### Assigned task:
Determine how many lines in the entries below include "left". The reply should be that number and nothing else.

### Information supplied:
//! Assertion types and builders for verifying valuation snapshots.

use xpm_core::{Tuple, Variable};
use xpm_valuation::{ScValuations, Valuations, ValuationsBase};

use crate::error::{ScenarioError, ScenarioResult};

/// A complete assertion for one snapshot.
#[derive(Default)]
pub struct Assertion {
    // Shape assertions
    pub variables: Option<Vec<String>>,
    pub components: Option<usize>,
    pub joint: Option<u128>,
    pub empty: Option<bool>,

    // Per-component assertions, keyed by a member variable
    pub rows: Vec<(String, usize)>,
    pub owners: Vec<(String, Vec<String>)>,
    pub tuples: Vec<(String, Vec<Tuple>)>,
    pub missing: Vec<String>,

    // Error assertions
    pub error: Option<String>,
    pub error_pattern: Option<String>,

    // Custom assertion function
    #[allow(clippy::type_complexity)]
    pub custom: Option<Box<dyn Fn(&Valuations) -> bool + Send + Sync>>,
}

impl std::fmt::Debug for Assertion {
    fn fmt(&self, f: &mut std::fmt::Formatter<'_>) -> std::fmt::Result {
        f.debug_struct("Assertion")
            .field("variables", &self.variables)
            .field("components", &self.components)
            .field("joint", &self.joint)
            .field("empty", &self.empty)
            .field("rows", &self.rows)
            .field("owners", &self.owners)
            .field("missing", &self.missing)
            .field("error", &self.error)
            .field("custom", &self.custom.as_ref().map(|_| "<fn>"))
            .finish()
    }
}

impl Assertion {
    /// Create a new empty assertion.
    pub fn new() -> Self {
        Self::default()
    }

    /// Verify the assertion against a step result.
    pub fn verify(&self, step: &str, result: &Result<Valuations, String>) -> ScenarioResult<()> {
        if let Some(ref expected_error) = self.error {
            return match result {
                Err(msg) if msg.contains(expected_error) => Ok(()),
                Err(msg) => Err(ScenarioError::assertion_failed(
                    step,
                    format!(
                        "expected error containing '{}', got: {}",
                        expected_error, msg
                    ),
                )),
                Ok(_) => Err(ScenarioError::assertion_failed(
                    step,
                    format!(
                        "expected error containing '{}', but step succeeded",
                        expected_error
                    ),
                )),
            };
        }

        if let Some(ref pattern) = self.error_pattern {
            let re = regex_lite::Regex::new(pattern).map_err(|e| {
                ScenarioError::assertion_failed(step, format!("invalid regex pattern: {}", e))
            })?;
            return match result {
                Err(msg) if re.is_match(msg) => Ok(()),
                Err(msg) => Err(ScenarioError::assertion_failed(
                    step,
                    format!("expected error matching '{}', got: {}", pattern, msg),
                )),
                Ok(_) => Err(ScenarioError::assertion_failed(
                    step,
                    format!("expected error matching '{}', but step succeeded", pattern),
                )),
            };
        }

        let valuations = result
            .as_ref()
            .map_err(|msg| ScenarioError::assertion_failed(step, format!("step failed: {}", msg)))?;

        if let Some(ref custom) = self.custom {
            if !custom(valuations) {
                return Err(ScenarioError::assertion_failed(
                    step,
                    "custom assertion failed",
                ));
            }
        }

        self.verify_shape(step, valuations)?;
        self.verify_components(step, valuations)
    }

    fn verify_shape(&self, step: &str, valuations: &Valuations) -> ScenarioResult<()> {
        if let Some(ref expected) = self.variables {
            let actual: Vec<&str> = valuations.variables().iter().map(Variable::name).collect();
            if actual != *expected {
                return Err(ScenarioError::assertion_failed(
                    step,
                    format!("expected variables {:?}, got {:?}", expected, actual),
                ));
            }
        }

        if let Some(expected) = self.components {
            let actual = valuations.component_count();
            if actual != expected {
                return Err(ScenarioError::assertion_failed(
                    step,
                    format!("expected {} components, got {}", expected, actual),
                ));
            }
        }

        if let Some(expected) = self.joint {
            match valuations.joint_count() {
                Some(actual) if actual == expected => {}
                Some(actual) => {
                    return Err(ScenarioError::assertion_failed(
                        step,
                        format!("expected {} joint valuations, got {}", expected, actual),
                    ))
                }
                None => {
                    return Err(ScenarioError::assertion_failed(
                        step,
                        format!("expected {} joint valuations, count overflowed", expected),
                    ))
                }
            }
        }

        if let Some(expected) = self.empty {
            if valuations.is_empty() != expected {
                return Err(ScenarioError::assertion_failed(
                    step,
                    if expected {
                        format!("expected no variables, got {}", valuations.variables())
                    } else {
                        "expected variables, got none".to_string()
                    },
                ));
            }
        }

        Ok(())
    }

    fn verify_components(&self, step: &str, valuations: &Valuations) -> ScenarioResult<()> {
        for (var, expected) in &self.rows {
            let actual = owner(step, valuations, var)?.row_count();
            if actual != *expected {
                return Err(ScenarioError::assertion_failed(
                    step,
                    format!("expected {} rows for ${}, got {}", expected, var, actual),
                ));
            }
        }

        for (var, expected) in &self.owners {
            let component = owner(step, valuations, var)?;
            let actual: Vec<&str> = component.variables().iter().map(Variable::name).collect();
            if actual != *expected {
                return Err(ScenarioError::assertion_failed(
                    step,
                    format!(
                        "expected ${} in component {:?}, got {:?}",
                        var, expected, actual
                    ),
                ));
            }
        }

        for (var, expected) in &self.tuples {
            let component = owner(step, valuations, var)?;
            let mut actual = component.rows().to_vec();
            let mut expected = expected.clone();
            actual.sort();
            expected.sort();
            if actual != expected {
                return Err(ScenarioError::assertion_failed(
                    step,
                    format!(
                        "expected rows {:?} for ${}, got {:?}",
                        expected, var, actual
                    ),
                ));
            }
        }

        for var in &self.missing {
            if valuations.get_scvaluations(&Variable::new(var)).is_ok() {
                return Err(ScenarioError::assertion_failed(
                    step,
                    format!("expected no component for ${}", var),
                ));
            }
        }

        Ok(())
    }
}

fn owner<'v>(step: &str, valuations: &'v Valuations, var: &str) -> ScenarioResult<&'v ScValuations> {
    valuations
        .get_scvaluations(&Variable::new(var))
        .map_err(|e| ScenarioError::assertion_failed(step, e.to_string()))
}

/// Builder for assertions.
#[derive(Default)]
pub struct AssertionBuilder {
    assertion: Assertion,
}

impl AssertionBuilder {
    /// Create a new assertion builder.
    pub fn new() -> Self {
        Self::default()
    }

    /// Expect exactly these variables, in order (bare names).
    pub fn variables(mut self, names: &[&str]) -> Self {
        self.assertion.variables = Some(names.iter().map(|s| s.to_string()).collect());
        self
    }

    /// Expect this many components.
    pub fn components(mut self, n: usize) -> Self {
        self.assertion.components = Some(n);
        self
    }

    /// Expect this many joint valuations (product of component row counts).
    pub fn joint(mut self, n: u128) -> Self {
        self.assertion.joint = Some(n);
        self
    }

    /// Expect no variables left.
    pub fn empty(mut self) -> Self {
        self.assertion.empty = Some(true);
        self
    }

    /// Expect at least one variable left.
    pub fn not_empty(mut self) -> Self {
        self.assertion.empty = Some(false);
        self
    }

    /// Expect the component holding `var` to have `n` rows.
    pub fn rows(mut self, var: &str, n: usize) -> Self {
        self.assertion.rows.push((var.to_string(), n));
        self
    }

    /// Expect `var` to share a component with exactly `members`, in order.
    pub fn component(mut self, var: &str, members: &[&str]) -> Self {
        self.assertion.owners.push((
            var.to_string(),
            members.iter().map(|s| s.to_string()).collect(),
        ));
        self
    }

    /// Expect the component holding `var` to have exactly these rows, in any order.
    pub fn tuples(mut self, var: &str, rows: Vec<Tuple>) -> Self {
        self.assertion.tuples.push((var.to_string(), rows));
        self
    }

    /// Expect no component to hold `var`.
    pub fn missing(mut self, var: &str) -> Self {
        self.assertion.missing.push(var.to_string());
        self
    }

    /// Expect an error containing the given message.
    pub fn error(mut self, msg: &str) -> Self {
        self.assertion.error = Some(msg.to_string());
        self
    }

    /// Expect an error matching the given regex.
    pub fn error_matching(mut self, pattern: &str) -> Self {
        self.assertion.error_pattern = Some(pattern.to_string());
        self
    }

    /// Add a custom assertion function.
    pub fn custom<F>(mut self, f: F) -> Self
    where
        F: Fn(&Valuations) -> bool + Send + Sync + 'static,
    {
        self.assertion.custom = Some(Box::new(f));
        self
    }

    /// Build the assertion.
    pub fn build(self) -> Assertion {
        self.assertion
    }
}

#[cfg(test)]
mod tests {
    use super::*;
    use xpm_core::{tuple, Value};
    use xpm_pattern::{parse_corpus, parse_pattern};
    use xpm_valuation::PatternEngine;

    fn snapshot() -> Result<Valuations, String> {
        let corpus = parse_corpus("edge(1, 2). edge(2, 3). tag(red).").unwrap();
        let pattern = parse_pattern("edge($a, $b), tag($t)").unwrap();
        Valuations::build(&PatternEngine::new(), &pattern, &corpus).map_err(|e| e.to_string())
    }

    #[test]
    fn test_shape_assertions() {
        let assertion = AssertionBuilder::new()
            .variables(&["a", "b", "t"])
            .components(2)
            .joint(2)
            .not_empty()
            .build();
        assert!(assertion.verify("s", &snapshot()).is_ok());

        let wrong = AssertionBuilder::new().components(3).build();
        assert!(wrong.verify("s", &snapshot()).is_err());
    }

    #[test]
    fn test_component_assertions() {
        let assertion = AssertionBuilder::new()
            .component("b", &["a", "b"])
            .rows("t", 1)
            .tuples(
                "a",
                vec![
                    tuple![Value::Int(2), Value::Int(3)],
                    tuple![Value::Int(1), Value::Int(2)],
                ],
            )
            .missing("z")
            .build();
        assert!(assertion.verify("s", &snapshot()).is_ok());
    }

    #[test]
    fn test_error_assertions() {
        let failed: Result<Valuations, String> = Err("Valuation has no variables".into());

        let assertion = AssertionBuilder::new().error("no variables").build();
        assert!(assertion.verify("s", &failed).is_ok());
        assert!(assertion.verify("s", &snapshot()).is_err());

        let assertion = AssertionBuilder::new().error_matching("^Valuation .* variables$").build();
        assert!(assertion.verify("s", &failed).is_ok());

        let plain = AssertionBuilder::new().build();
        assert!(plain.verify("s", &failed).is_err());
    }

    #[test]
    fn test_custom_assertion() {
        let assertion = AssertionBuilder::new()
            .custom(|v| v.components().all(|c| !c.has_no_rows()))
            .build();
        assert!(assertion.verify("s", &snapshot()).is_ok());
    }
}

### Reply to the task:
2